Remember that time you kissed that boy on the bridge?

That older boy that you thought would make all your dreams come true?

Well, he won’t.

Remember when you felt so lost you stole your sister’s car?

You got grounded and you cried

And you snuck friends into the house to visit.

Remember when you had the best friends in the world?

Remember how you promised to be friends forever?

Well sixteen year old me, the world doesn’t change much.

There is still those boys that you hope will make all your dreams come true.

Some do and others don’t.

You will still get yourself in trouble and need your friends to pull you through.

You will still have some of the best friends in the world,

And you will be a little lost.

But remember,

It’s ok to be lost.

You will have no idea where you are going and that will piss the hell out of you.

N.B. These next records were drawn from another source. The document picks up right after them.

// ABOUTME: Reactive facade over the aggregation engine for presentation layers to bind to
// ABOUTME: Tracks current results, catalog snapshot, loading flag, error message, and count
//
// SPDX-License-Identifier: MIT OR Apache-2.0
// Copyright (c) 2025 Leafy

use crate::aggregator::RecipeAggregator;
use crate::config::LeafyConfig;
use crate::errors::AggregateError;
use crate::models::{Recipe, RecipeDraft, UserRecipe};
use crate::storage::UserRecipeStore;
use anyhow::Result;
use std::sync::atomic::{AtomicBool, AtomicUsize, Ordering};
use std::sync::{Arc, RwLock};

/// Generic message when a lookup misses at every tier.
const NOT_FOUND_MESSAGE: &str = "Recipe not found";

/// Presentation-facing state and operations for the recipe core.
///
/// Mirrors what a view layer binds to: the current result set, the full
/// catalog snapshot, the recipe being viewed, user-authored recipes, a
/// loading flag, an error message, and the total result count. All reads are
/// plain accessors; the async operations mutate state as they settle.
pub struct RecipeService {
    aggregator: RecipeAggregator,
    results: RwLock<Vec<Recipe>>,
    /// Full fetched catalog; [`Self::filter`] always operates on this
    /// snapshot, never on an already narrowed result set.
    catalog: RwLock<Vec<Recipe>>,
    current: RwLock<Option<Recipe>>,
    error: RwLock<Option<String>>,
    loading: AtomicBool,
    total_results: AtomicUsize,
}

impl RecipeService {
    /// Build the production service from resolved configuration.
    #[must_use]
    pub fn new(config: &LeafyConfig) -> Self {
        let store = Arc::new(UserRecipeStore::open(config.store_path()));
        Self::with_aggregator(RecipeAggregator::new(config, store))
    }

    /// Build the service over an existing aggregator; the seam tests use.
    #[must_use]
    pub fn with_aggregator(aggregator: RecipeAggregator) -> Self {
        Self {
            aggregator,
            results: RwLock::new(Vec::new()),
            catalog: RwLock::new(Vec::new()),
            current: RwLock::new(None),
            error: RwLock::new(None),
            loading: AtomicBool::new(false),
            total_results: AtomicUsize::new(0),
        }
    }

    /// Run a chain search and replace the current result set.
    /// A blank query clears the results without network activity.
    pub async fn search(&self, query: &str) {
        if query.trim().is_empty() {
            self.set_results(Vec::new());
            return;
        }

        self.begin_operation();
        let (recipes, _count) = self.aggregator.search(query).await;
        self.set_results(recipes);
        self.loading.store(false, Ordering::SeqCst);
    }

    /// Fetch the full catalog, updating both the snapshot and the visible
    /// results.
    pub async fn get_all(&self) {
        self.begin_operation();
        let recipes = self.aggregator.get_all().await;
        if let Ok(mut catalog) = self.catalog.write() {
            *catalog = recipes.clone();
        }
        self.set_results(recipes);
        self.loading.store(false, Ordering::SeqCst);
    }

    /// Resolve one recipe into the current-recipe slot; a total miss sets the
    /// error message instead (distinct diagnostic for a rejected credential).
    pub async fn get_by_id(&self, id: i64) {
        self.begin_operation();
        match self.aggregator.get_by_id(id).await {
            Ok(recipe) => {
                if let Ok(mut current) = self.current.write() {
                    *current = Some(recipe);
                }
            }
            Err(err) => {
                if let Ok(mut current) = self.current.write() {
                    *current = None;
                }
                let message = match err {
                    AggregateError::NotFound => NOT_FOUND_MESSAGE.to_owned(),
                    AggregateError::CredentialInvalid => err.to_string(),
                };
                if let Ok(mut error) = self.error.write() {
                    *error = Some(message);
                }
            }
        }
        self.loading.store(false, Ordering::SeqCst);
    }

    /// Narrow the visible results by a case-insensitive title match over the
    /// catalog snapshot. Pure and synchronous; a blank query restores the
    /// full snapshot, so repeated calls are idempotent with respect to it.
    pub fn filter(&self, query: &str) {
        let catalog = self
            .catalog
            .read()
            .map(|catalog| catalog.clone())
            .unwrap_or_default();

        let query = query.trim();
        if query.is_empty() {
            self.set_results(catalog);
            return;
        }

        let filtered: Vec<Recipe> = catalog
            .into_iter()
            .filter(|recipe| crate::providers::contains_ignore_case(&recipe.title, query))
            .collect();
        self.set_results(filtered);
    }

    /// Author a new user recipe.
    ///
    /// # Errors
    ///
    /// Returns an error if persisting the store fails.
    pub fn create_recipe(&self, draft: RecipeDraft) -> Result<UserRecipe> {
        self.aggregator.store().create(draft)
    }

    /// Edit an existing user recipe; absent id is a no-op.
    ///
    /// # Errors
    ///
    /// Returns an error if persisting the store fails.
    pub fn update_recipe(&self, id: i64, draft: RecipeDraft) -> Result<()> {
        self.aggregator.store().update(id, draft)
    }

    /// Remove a user recipe; absent id is a no-op.
    ///
    /// # Errors
    ///
    /// Returns an error if persisting the store fails.
    pub fn delete_recipe(&self, id: i64) -> Result<()> {
        self.aggregator.store().delete(id)
    }

    /// Ordered snapshot of every user-authored recipe.
    #[must_use]
    pub fn user_recipes(&self) -> Vec<UserRecipe> {
        self.aggregator.store().list()
    }

    /// The current visible result set.
    #[must_use]
    pub fn results(&self) -> Vec<Recipe> {
        self.results
            .read()
            .map(|results| results.clone())
            .unwrap_or_default()
    }

    /// The full catalog snapshot from the last `get_all`.
    #[must_use]
    pub fn catalog(&self) -> Vec<Recipe> {
        self.catalog
            .read()
            .map(|catalog| catalog.clone())
            .unwrap_or_default()
    }

    /// The recipe resolved by the last `get_by_id`.
    #[must_use]
    pub fn current_recipe(&self) -> Option<Recipe> {
        self.current.read().ok().and_then(|current| current.clone())
    }

    /// Whether an async operation is in flight.
    #[must_use]
    pub fn is_loading(&self) -> bool {
        self.loading.load(Ordering::SeqCst)
    }

    /// The last error message, if any.
    #[must_use]
    pub fn error(&self) -> Option<String> {
        self.error.read().ok().and_then(|error| error.clone())
    }

    /// Count of the current visible results.
    #[must_use]
    pub fn total_results(&self) -> usize {
        self.total_results.load(Ordering::SeqCst)
    }

    /// Clear the visible results and count.
    pub fn clear_search(&self) {
        self.set_results(Vec::new());
    }

    /// Clear the error message.
    pub fn clear_error(&self) {
        if let Ok(mut error) = self.error.write() {
            *error = None;
        }
    }

    fn begin_operation(&self) {
        self.loading.store(true, Ordering::SeqCst);
        self.clear_error();
    }

    fn set_results(&self, recipes: Vec<Recipe>) {
        self.total_results.store(recipes.len(), Ordering::SeqCst);
        if let Ok(mut results) = self.results.write() {
            *results = recipes;
        }
    }
}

You will find solace in other things.

You will find lots of broken hearts, heads, and spirits,

But you will rejoice in the happy beautiful moments

Dear sixteen year old me,

You might not know where you are going,

But it’s ok.

Be happy and live in the moment.

“You’ll shine like gold in the air of summer.” (Kings of Convenience)

Love,

Twenty two year old me.

Wednesday, November 16, 2011

Beautiful

If you were writing a love poem to one part of yourself you haven't learned to love yet, what would it be?

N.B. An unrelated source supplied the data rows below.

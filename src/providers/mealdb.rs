// ABOUTME: TheMealDB adapter - free community recipe source with vegetarian classification
// ABOUTME: One-way cross-origin breaker short-circuits every call after the first CORS failure
//
// SPDX-License-Identifier: MIT OR Apache-2.0
// Copyright (c) 2025 Leafy

use super::{dedup_by_id, RecipeSource};
use crate::config::LeafyConfig;
use crate::errors::{FetchError, FetchResult};
use crate::models::{Ingredient, Recipe};
use crate::pacing::Pacer;
use async_trait::async_trait;
use futures_util::future::join_all;
use reqwest::Client;
use serde::Deserialize;
use std::collections::HashMap;
use std::sync::atomic::{AtomicBool, Ordering};
use std::sync::Arc;
use std::time::Duration;
use tracing::warn;

/// Adapter name used in logs and error tags.
pub const SOURCE: &str = "themealdb";

/// Request timeout for the community API.
const REQUEST_TIMEOUT: Duration = Duration::from_secs(5);

/// Pause between sequential category fetches in the catalog crawl.
const CATEGORY_PAUSE: Duration = Duration::from_millis(200);

/// Categories crawled by the catalog fetch.
const CATALOG_CATEGORIES: [&str; 4] = ["Vegetarian", "Vegan", "Side", "Dessert"];

/// Member ids resolved per category; keeps the fan-out bounded.
const CATEGORY_MEMBER_LIMIT: usize = 20;

/// Ingredient/measure slot pairs on a meal record.
const INGREDIENT_SLOTS: usize = 20;

/// Title/instruction keywords that exclude a record outright.
const NON_VEGETARIAN_KEYWORDS: [&str; 9] = [
    "chicken", "beef", "pork", "fish", "meat", "lamb", "turkey", "bacon", "sausage",
];

/// Categories accepted as vegetarian without further evidence.
const VEGETARIAN_CATEGORIES: [&str; 4] = ["Vegetarian", "Vegan", "Side", "Dessert"];

/// Title keywords accepted as vegetarian evidence outside those categories.
const VEGETARIAN_KEYWORDS: [&str; 9] = [
    "vegetable", "salad", "pasta", "rice", "quinoa", "tofu", "bean", "lentil", "chickpea",
];

/// One-way latch disabling the adapter after a detected cross-origin failure.
///
/// Written once (false to true, never reset) and read before every call.
/// Atomic rather than a plain flag since this crate targets a multi-threaded
/// runtime.
#[derive(Debug, Default)]
pub struct CorsBreaker {
    tripped: AtomicBool,
}

impl CorsBreaker {
    #[must_use]
    pub fn new() -> Self {
        Self::default()
    }

    /// Whether the latch has fired.
    #[must_use]
    pub fn is_tripped(&self) -> bool {
        self.tripped.load(Ordering::SeqCst)
    }

    /// Fire the latch. Logs only on the first transition.
    pub fn trip(&self) {
        if !self.tripped.swap(true, Ordering::SeqCst) {
            warn!(
                source = SOURCE,
                "cross-origin failure detected, disabling source for this process"
            );
        }
    }
}

/// Wire envelope shared by every TheMealDB endpoint.
#[derive(Debug, Deserialize)]
struct MealsEnvelope {
    meals: Option<Vec<MealRecord>>,
}

/// Raw meal record. Ingredient/measure pairs live in twenty numbered slots,
/// captured through the flattened map.
#[derive(Debug, Deserialize)]
struct MealRecord {
    #[serde(rename = "idMeal")]
    id_meal: String,
    #[serde(rename = "strMeal")]
    str_meal: Option<String>,
    #[serde(rename = "strCategory")]
    str_category: Option<String>,
    #[serde(rename = "strInstructions")]
    str_instructions: Option<String>,
    #[serde(rename = "strMealThumb")]
    str_meal_thumb: Option<String>,
    #[serde(rename = "strSource")]
    str_source: Option<String>,
    #[serde(flatten)]
    slots: HashMap<String, Option<String>>,
}

impl MealRecord {
    fn id(&self) -> i64 {
        self.id_meal.parse().unwrap_or(0)
    }

    fn slot(&self, prefix: &str, index: usize) -> Option<&str> {
        self.slots
            .get(&format!("{prefix}{index}"))
            .and_then(|value| value.as_deref())
            .map(str::trim)
            .filter(|value| !value.is_empty())
    }

    /// Vegetarian classification heuristic: exclusion keywords beat every
    /// other signal; otherwise category or title keywords admit the record.
    fn is_vegetarian(&self) -> bool {
        let name = self.str_meal.as_deref().unwrap_or_default().to_lowercase();
        let instructions = self
            .str_instructions
            .as_deref()
            .unwrap_or_default()
            .to_lowercase();

        let has_excluded = NON_VEGETARIAN_KEYWORDS
            .iter()
            .any(|keyword| name.contains(keyword) || instructions.contains(keyword));
        if has_excluded {
            return false;
        }

        let category = self
            .str_category
            .as_deref()
            .unwrap_or_default()
            .to_lowercase();
        let in_vegetarian_category = VEGETARIAN_CATEGORIES
            .iter()
            .any(|cat| category == cat.to_lowercase());
        let has_vegetarian_keyword = VEGETARIAN_KEYWORDS
            .iter()
            .any(|keyword| name.contains(keyword));

        in_vegetarian_category || has_vegetarian_keyword
    }

    /// Convert the slot-based wire record into the canonical recipe shape.
    fn into_recipe(self) -> Recipe {
        let mut ingredients = Vec::new();
        for index in 1..=INGREDIENT_SLOTS {
            let Some(name) = self.slot("strIngredient", index) else {
                continue;
            };
            let measure = self.slot("strMeasure", index).unwrap_or_default();
            ingredients.push(Ingredient {
                id: index as i64,
                name: name.to_owned(),
                amount: 1.0,
                unit: measure.to_owned(),
                original: format!("{measure} {name}").trim().to_owned(),
            });
        }

        let instructions = self.str_instructions.as_deref().map(|raw| {
            raw.lines()
                .map(str::trim)
                .filter(|line| !line.is_empty())
                .enumerate()
                .map(|(index, line)| format!("{}. {line}", index + 1))
                .collect::<Vec<_>>()
                .join("\n\n")
        });

        let summary = self.str_instructions.as_deref().map(|raw| {
            let preview: String = raw.chars().take(200).collect();
            format!("{preview}...")
        });

        Recipe {
            id: self.id(),
            title: self
                .str_meal
                .clone()
                .unwrap_or_else(|| "Untitled recipe".to_owned()),
            image: self.str_meal_thumb.clone().filter(|url| !url.is_empty()),
            summary,
            ready_in_minutes: Some(30),
            servings: Some(4),
            health_score: Some(75.0),
            ingredients,
            instructions,
            analyzed_instructions: Vec::new(),
            source_url: self.str_source.clone().filter(|url| !url.is_empty()),
            source_name: Some("TheMealDB".to_owned()),
            dish_types: Vec::new(),
            cuisines: Vec::new(),
            vegetarian: Some(true),
            vegan: Some(false),
        }
    }
}

/// Free community recipe API client with cross-origin short-circuiting.
pub struct MealDbClient {
    base_url: String,
    client: Client,
    breaker: Arc<CorsBreaker>,
    pacer: Arc<dyn Pacer>,
}

impl MealDbClient {
    /// Build the client from resolved configuration.
    #[must_use]
    pub fn new(config: &LeafyConfig, pacer: Arc<dyn Pacer>) -> Self {
        Self::with_breaker(config, pacer, Arc::new(CorsBreaker::new()))
    }

    /// Build the client sharing an externally owned breaker.
    #[must_use]
    pub fn with_breaker(
        config: &LeafyConfig,
        pacer: Arc<dyn Pacer>,
        breaker: Arc<CorsBreaker>,
    ) -> Self {
        Self {
            base_url: config.mealdb_base_url.trim_end_matches('/').to_owned(),
            client: Client::builder()
                .timeout(REQUEST_TIMEOUT)
                .build()
                .unwrap_or_else(|_| Client::new()),
            breaker,
            pacer,
        }
    }

    /// The breaker latch guarding this client.
    #[must_use]
    pub fn breaker(&self) -> &Arc<CorsBreaker> {
        &self.breaker
    }

    fn breaker_open() -> FetchError {
        FetchError::Network {
            adapter: SOURCE,
            message: "cross-origin breaker open, skipping request".to_owned(),
            cross_origin: true,
        }
    }

    /// Classify a reqwest failure, tripping the breaker when it qualifies as
    /// cross-origin.
    fn transport_failure(&self, err: &reqwest::Error) -> FetchError {
        let fetch_err = FetchError::from_transport(SOURCE, err);
        if fetch_err.is_cross_origin() {
            self.breaker.trip();
        }
        fetch_err
    }

    /// Issue one GET; cross-origin-qualifying transport failures trip the
    /// breaker before the error is returned, whether they surface while
    /// sending or while decoding the body.
    async fn api_request(&self, path: &str, params: &[(&str, &str)]) -> FetchResult<MealsEnvelope> {
        if self.breaker.is_tripped() {
            return Err(Self::breaker_open());
        }

        let url = format!("{}/{path}", self.base_url);
        let response = self
            .client
            .get(&url)
            .query(params)
            .send()
            .await
            .map_err(|err| self.transport_failure(&err))?;

        if !response.status().is_success() {
            return Err(FetchError::Network {
                adapter: SOURCE,
                message: format!("request to {path} failed with status {}", response.status()),
                cross_origin: false,
            });
        }

        response
            .json::<MealsEnvelope>()
            .await
            .map_err(|err| self.transport_failure(&err))
    }

    /// Resolve up to twenty members of one category via individual lookups.
    async fn category_members(&self, category: &str) -> FetchResult<Vec<Recipe>> {
        let envelope = self.api_request("filter.php", &[("c", category)]).await?;
        let members: Vec<i64> = envelope
            .meals
            .unwrap_or_default()
            .into_iter()
            .take(CATEGORY_MEMBER_LIMIT)
            .map(|record| record.id())
            .collect();

        // Bounded fan-out: at most twenty lookups, individual misses and
        // classification failures dropped.
        let lookups = join_all(members.into_iter().map(|id| self.get_by_id(id))).await;
        Ok(lookups.into_iter().filter_map(Result::ok).collect())
    }
}

#[async_trait]
impl RecipeSource for MealDbClient {
    fn name(&self) -> &'static str {
        SOURCE
    }

    async fn search(&self, query: &str) -> FetchResult<Vec<Recipe>> {
        let envelope = self.api_request("search.php", &[("s", query)]).await?;
        Ok(envelope
            .meals
            .unwrap_or_default()
            .into_iter()
            .filter(MealRecord::is_vegetarian)
            .map(MealRecord::into_recipe)
            .collect())
    }

    async fn get_by_id(&self, id: i64) -> FetchResult<Recipe> {
        let envelope = self
            .api_request("lookup.php", &[("i", &id.to_string())])
            .await?;
        let record = envelope
            .meals
            .unwrap_or_default()
            .into_iter()
            .next()
            .ok_or(FetchError::NotFound { adapter: SOURCE })?;

        if !record.is_vegetarian() {
            return Err(FetchError::NotFound { adapter: SOURCE });
        }
        Ok(record.into_recipe())
    }

    async fn get_all(&self) -> FetchResult<Vec<Recipe>> {
        let mut recipes = Vec::new();

        for category in CATALOG_CATEGORIES {
            // The breaker can trip mid-crawl; stop issuing requests then.
            if self.breaker.is_tripped() {
                break;
            }
            match self.category_members(category).await {
                Ok(batch) => recipes.extend(batch),
                Err(err) => {
                    warn!(category, error = %err, "category fetch failed, continuing");
                }
            }
            self.pacer.pause(CATEGORY_PAUSE).await;
        }

        Ok(dedup_by_id(recipes))
    }
}

#[cfg(test)]
mod tests {
    use super::*;
    use crate::pacing::NoopPacer;

    fn record(json: serde_json::Value) -> MealRecord {
        serde_json::from_value(json).unwrap()
    }

    #[test]
    fn exclusion_keywords_beat_category() {
        let meal = record(serde_json::json!({
            "idMeal": "52772",
            "strMeal": "Teriyaki Chicken Casserole",
            "strCategory": "Vegetarian",
            "strInstructions": "Preheat oven."
        }));
        assert!(!meal.is_vegetarian());
    }

    #[test]
    fn category_or_title_keyword_admits_record() {
        let by_category = record(serde_json::json!({
            "idMeal": "52844",
            "strMeal": "Shakshuka",
            "strCategory": "Vegetarian",
            "strInstructions": "Simmer tomatoes."
        }));
        assert!(by_category.is_vegetarian());

        let by_keyword = record(serde_json::json!({
            "idMeal": "52960",
            "strMeal": "Tofu Stir Fry",
            "strCategory": "Miscellaneous",
            "strInstructions": "Fry the cubes."
        }));
        assert!(by_keyword.is_vegetarian());

        let neither = record(serde_json::json!({
            "idMeal": "52961",
            "strMeal": "Mystery Stew",
            "strCategory": "Miscellaneous",
            "strInstructions": "Simmer."
        }));
        assert!(!neither.is_vegetarian());
    }

    #[test]
    fn slots_become_ingredients_and_lines_become_numbered_steps() {
        let meal = record(serde_json::json!({
            "idMeal": "52870",
            "strMeal": "Vegetable Gratin",
            "strCategory": "Vegetarian",
            "strInstructions": "Slice the vegetables.\r\n\r\nBake until golden.",
            "strMealThumb": "https://www.themealdb.com/images/gratin.jpg",
            "strIngredient1": "Potato",
            "strMeasure1": "2 large",
            "strIngredient2": "Cream",
            "strMeasure2": "200ml",
            "strIngredient3": "",
            "strMeasure3": ""
        }));
        let recipe = meal.into_recipe();

        assert_eq!(recipe.id, 52_870);
        assert_eq!(recipe.ingredients.len(), 2);
        assert_eq!(recipe.ingredients[0].original, "2 large Potato");
        assert_eq!(
            recipe.instructions.as_deref(),
            Some("1. Slice the vegetables.\n\n2. Bake until golden.")
        );
        assert_eq!(recipe.source_name.as_deref(), Some("TheMealDB"));
        assert_eq!(recipe.vegetarian, Some(true));
    }

    #[tokio::test]
    async fn tripped_breaker_short_circuits_without_io() {
        let client = MealDbClient::new(&LeafyConfig::default(), Arc::new(NoopPacer));
        client.breaker().trip();

        // No network stack behind these calls; they must return immediately.
        let err = client.search("soup").await.unwrap_err();
        assert!(err.is_cross_origin());
        let err = client.get_by_id(52_772).await.unwrap_err();
        assert!(err.is_cross_origin());
        assert!(client.get_all().await.unwrap().is_empty());
    }

    #[test]
    fn breaker_latch_is_one_way() {
        let breaker = CorsBreaker::new();
        assert!(!breaker.is_tripped());
        breaker.trip();
        breaker.trip();
        assert!(breaker.is_tripped());
    }
}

My skin. It doesn't always feel like it fits right
The part of me that doesn't believe that I deserve it all.
My scarred feet
I would write to my insides and send lots of new positive thoughts to them (ovaries, uterus, cervix, etc) and apologize to my body for not taking care of it from the beginning.
My mind.
The little voice that tells me I can't write poetry.
My vagina.
I would write to my hands, they write me, they wipe my tears, they calm me down to count to ten.
My heart.
My overly passionate personality
My scarred tummy. I think I'll do that.
My gender, Or my head.
I'd write to my body in general, the imperfections externally, and the maturing pieces internally.
The part that always needs to fight something.
Anything that makes me cringe when I think about it.
My arms.
My wants
My capacity to obsess.
The part of my that was taught that harming others is essential for self preservation.
My boobs. Definetly.
My Shyness.
My awkwardness.
My heart's obsessiveness.
That part that is to clingy, or the body, including my toe hairs.
My intensity.
My negative qualities or character flaws.
That part of me I forget to remember.
My cat-loving allergies.
My chatterbox.
Inability to beat my addiction.
The part that makes mistakes and needs help sometimes.

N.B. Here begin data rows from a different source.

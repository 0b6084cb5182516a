// ABOUTME: Unified error taxonomy for recipe source adapters and the aggregation layer
// ABOUTME: One tagged FetchError contract per adapter so the aggregator owns all fallback decisions
//
// SPDX-License-Identifier: MIT OR Apache-2.0
// Copyright (c) 2025 Leafy

use thiserror::Error;

/// Failure taxonomy shared by every source adapter.
///
/// Adapters never swallow failures themselves; they tag them and return, and
/// the aggregation engine holds the single decision table of which tags fall
/// through to the next tier.
#[derive(Debug, Error)]
pub enum FetchError {
    /// No credential configured for this source. A silent capability
    /// downgrade, not an error condition worth surfacing.
    #[error("source {adapter} is not configured")]
    ConfigAbsent {
        /// Adapter name.
        adapter: &'static str,
    },

    /// The configured credential was rejected (HTTP 401/403).
    #[error("invalid API key for {adapter}: check the credential configuration")]
    CredentialInvalid {
        /// Adapter name.
        adapter: &'static str,
    },

    /// Transport-level failure: timeout, connection refused, cross-origin
    /// restriction, malformed body.
    #[error("network failure talking to {adapter}: {message}")]
    Network {
        /// Adapter name.
        adapter: &'static str,
        message: String,
        /// Failure qualified as a cross-origin restriction and should trip
        /// the one-way breaker on sources that carry one.
        cross_origin: bool,
    },

    /// The requested record does not exist at this source. A normal,
    /// non-exceptional outcome at every tier.
    #[error("recipe not found at {adapter}")]
    NotFound {
        /// Adapter name.
        adapter: &'static str,
    },
}

impl FetchError {
    /// Build a [`FetchError::Network`] from a reqwest transport error,
    /// classifying cross-origin-style failures (connection-level errors,
    /// failures with no structured response, or messages naming CORS).
    pub fn from_transport(adapter: &'static str, err: &reqwest::Error) -> Self {
        let message = err.to_string();
        let cross_origin =
            err.is_connect() || err.status().is_none() || message.contains("CORS");
        Self::Network {
            adapter,
            message,
            cross_origin,
        }
    }

    /// Whether this failure qualifies as a cross-origin restriction.
    #[must_use]
    pub const fn is_cross_origin(&self) -> bool {
        matches!(
            self,
            Self::Network {
                cross_origin: true,
                ..
            }
        )
    }
}

/// Result alias for adapter operations.
pub type FetchResult<T> = Result<T, FetchError>;

/// Terminal outcome of an aggregate lookup once every tier has been consulted.
#[derive(Debug, Error, PartialEq, Eq)]
pub enum AggregateError {
    /// No tier produced the record.
    #[error("recipe not found")]
    NotFound,

    /// No tier produced the record and the primary source specifically
    /// rejected its credential; surfaced with a distinct diagnostic.
    #[error("invalid API key: check the credential configuration")]
    CredentialInvalid,
}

Andrea Gibson posted this question on her facebook, and I can't get over how beautiful some of the responses are. As human beings we are completely imperfect. Let us take our character flaws, scars, and our broken hearts and love them. Envelop them with all the love you can muster then throw them out to the world to hold onto.



Andrea Gibson

Monday, November 14, 2011

Happy Existence

I have been so unbelievably blessed lately. Not only do I have the sweet sounds, smells, and feelings of fall turning into winter wrapped up in my world, but I am surrounded by good constantly.

I am so grateful that the people that are currently in my life are taking their place and settling in on my happy existence. I don’t think I could ask for anything more right now.